No public internet access
To improve security, Managed Microsoft AD is not exposed to the public internet. Managed Microsoft AD makes all connections through private IP from authorized networks:
Hosting: Managed Microsoft AD hosts every VM that runs Active Directory in their own VPC, which isolates users from each other.
Connecting: You can use authorized networks to connect to Managed Microsoft AD through private IP. Managed Microsoft AD handles the VPC peering for these connections.
Patching: Managed Microsoft AD applies Windows patches to the Managed Microsoft AD VMs without using public internet access. For more information about how Managed Microsoft AD handles patching, see Patching.
Shielded VMs are virtual machines (VMs) hardened by a set of security controls that help defend against rootkits and bootkits. Shielded VM's features protect all Managed Microsoft AD VMs at no additional cost.
Managed Microsoft AD VMs are seeded from the public Compute Engine Windows Server 2019 image. These images have Shielded VM features enabled and are optimized for running on Compute Engine infrastructure.
Security monitoring and protection
We use the operating system's built-in antivirus to protect the Managed Microsoft AD instances against virus and malwares. The antivirus scans your Managed Microsoft AD VMs and detects security threats, such as viruses, malware, and spyware. The antivirus then logs these security events which we analyze and remediate if required.
Managed Microsoft AD tests all Windows patches before applying them. During testing, Managed Microsoft AD runs probes, validates customer use cases, availability, security, and reliability. After a patch passes these tests, Managed Microsoft AD applies it.

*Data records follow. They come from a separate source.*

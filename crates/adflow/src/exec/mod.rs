//! Dataflow execution of closed regions.
//!
//! ```text
//! Region ──lower──► Program (tasks + slots, calls inlined per scope)
//!        ──start──► tasks with every operand published are spawned
//!                   run plan → publish output once → wake waiters
//!                   → spawn consumers that became ready
//!                   → reclaim operands whose last consumer ran
//! ```
//!
//! Workers never block on each other: a task is only handed to the pool
//! once all of its operands exist. Only callers of [`Execution::wait`] and
//! [`Execution::join`] suspend.

mod cancel;
mod execution;
mod lower;

use std::fmt;
use std::sync::{Arc, Weak};
use std::sync::atomic::{AtomicU64, Ordering};

use parking_lot::Mutex;
use rayon::ThreadPool;

use crate::dispatch::Dispatch;
use crate::events::EventLog;
use crate::graph::Variable;
use crate::tensor::Tensor;

pub use cancel::CancelToken;
pub use execution::{ExecStats, Execution, NodeState};
pub(crate) use lower::{ROOT_SCOPE, ScopeId};

/// Identifier of one evaluation request.
#[derive(Debug, Clone, Copy, PartialEq, Eq, Hash, PartialOrd, Ord)]
pub struct RequestId(u64);

impl RequestId {
    pub(crate) fn fresh() -> Self {
        static NEXT: AtomicU64 = AtomicU64::new(0);
        Self(NEXT.fetch_add(1, Ordering::Relaxed))
    }

    /// Get the internal index.
    pub fn index(&self) -> u64 {
        self.0
    }
}

impl fmt::Display for RequestId {
    fn fmt(&self, f: &mut fmt::Formatter<'_>) -> fmt::Result {
        write!(f, "r{}", self.0)
    }
}

/// What an execution should keep and how it can be stopped.
#[derive(Debug, Clone, Default)]
pub struct ExecOptions {
    /// Values the caller will read; never reclaimed by the request.
    pub requested: Vec<Variable>,
    /// Keep every value some node flagged as needed for backward.
    pub retain_for_backward: bool,
    pub cancel: Option<CancelToken>,
    /// Values for graph parameters and capture placeholders.
    pub bindings: Vec<(Variable, Arc<Tensor>)>,
}

impl ExecOptions {
    pub fn requesting(vars: &[Variable]) -> Self {
        Self {
            requested: vars.to_vec(),
            ..Self::default()
        }
    }

    pub fn with_cancel(mut self, token: CancelToken) -> Self {
        self.cancel = Some(token);
        self
    }
}

/// Shared machinery an execution runs on.
#[derive(Clone)]
pub(crate) struct Engine {
    pub pool: Arc<ThreadPool>,
    pub dispatch: Arc<Dispatch>,
    pub events: Option<Arc<EventLog>>,
    pub inplace: bool,
    /// Requests started on this engine, drained at shutdown.
    pub live: Arc<Mutex<Vec<Weak<execution::ExecShared>>>>,
}

impl fmt::Debug for Engine {
    fn fmt(&self, f: &mut fmt::Formatter<'_>) -> fmt::Result {
        f.debug_struct("Engine")
            .field("threads", &self.pool.current_num_threads())
            .field("dispatch", &self.dispatch)
            .field("events", &self.events.is_some())
            .field("inplace", &self.inplace)
            .finish()
    }
}
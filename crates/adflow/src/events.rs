//! Ordered record of scheduler and pool events.
//!
//! The log is optional; when enabled, every pool and every execution of a
//! runtime writes into the same log so that the relative order of buffer
//! reclamation and node completion can be inspected afterwards.

use std::sync::atomic::{AtomicU64, Ordering};

use parking_lot::Mutex;

use crate::exec::RequestId;
use crate::graph::{NodeId, VarId};
use crate::storage::BufferId;

/// Something the engine did.
#[derive(Debug, Clone, PartialEq, Eq)]
pub enum Event {
    /// A pool lent a buffer.
    BufferAcquired { buffer: BufferId, reused: bool },
    /// A buffer went back to its pool's idle list.
    BufferReleased { buffer: BufferId },
    /// A value was published into a slot of a request.
    SlotBound {
        request: RequestId,
        var: VarId,
        buffer: BufferId,
    },
    /// A task finished running and published its output.
    NodeFinished { request: RequestId, node: NodeId },
    /// A request dropped its reference to a value after its last consumer ran.
    Reclaimed { request: RequestId, var: VarId },
}

/// An event with its global sequence number.
#[derive(Debug, Clone, PartialEq, Eq)]
pub struct EventRecord {
    pub seq: u64,
    pub event: Event,
}

/// Append-only event log shared by pools and executions.
#[derive(Debug, Default)]
pub struct EventLog {
    next: AtomicU64,
    records: Mutex<Vec<EventRecord>>,
}

impl EventLog {
    pub fn new() -> Self {
        Self::default()
    }

    /// Append an event.
    pub fn record(&self, event: Event) {
        // Sequence numbers are taken under the lock so that the stored order
        // matches the numbering.
        let mut records = self.records.lock();
        let seq = self.next.fetch_add(1, Ordering::Relaxed);
        records.push(EventRecord { seq, event });
    }

    /// Copy of all records so far, in sequence order.
    pub fn snapshot(&self) -> Vec<EventRecord> {
        self.records.lock().clone()
    }

    /// Sequence number of the first record matching `pred`.
    pub fn position(&self, pred: impl Fn(&Event) -> bool) -> Option<u64> {
        self.records
            .lock()
            .iter()
            .find(|r| pred(&r.event))
            .map(|r| r.seq)
    }

    /// Number of records.
    pub fn len(&self) -> usize {
        self.records.lock().len()
    }

    pub fn is_empty(&self) -> bool {
        self.len() == 0
    }

    /// Drop all records. Sequence numbers keep increasing.
    pub fn clear(&self) {
        self.records.lock().clear();
    }
}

During patches and updates, the AD domain remains available. When a domain controller (DC) requires maintenance, Managed Microsoft AD adds a new DC running the new and validated patch to the Active Directory domain before it demotes the old DC. This ensures that there are always at least two DCs running at any given time. The update process does not require any public internet access. The full patch rollout usually takes a few days, as it updates domain controllers one after another.
Credential rotation and encryption
Managed Microsoft AD uses several methods to protect credentials. Managed Microsoft AD frequently rotates credentials and encrypts them using industry-standard techniques. Credentials created for managing AD are never shared between instances. Only a smaller-sized support team and automated systems can access these credentials. Managed Microsoft AD destroys these credentials when it deletes the instance.
Restricted production access
Managed Microsoft AD employs multiple systems and processes to ensure that Google Cloud engineers have minimal access to the Managed Microsoft AD domain. Only a small number of on-call engineers have access to production data. They access production environment only to perform a recovery on a domain or advanced troubleshooting. These accesses require a validated justification before they can proceed, and then Managed Microsoft AD logs and audits them internally. Managed Microsoft AD automates most accesses such that they cannot access AD data. In rare scenarios, there might be a need for on-call engineers to remotely access domain controllers. In these cases, the remote accesses use Identity-Aware Proxy (IAP), not the public internet.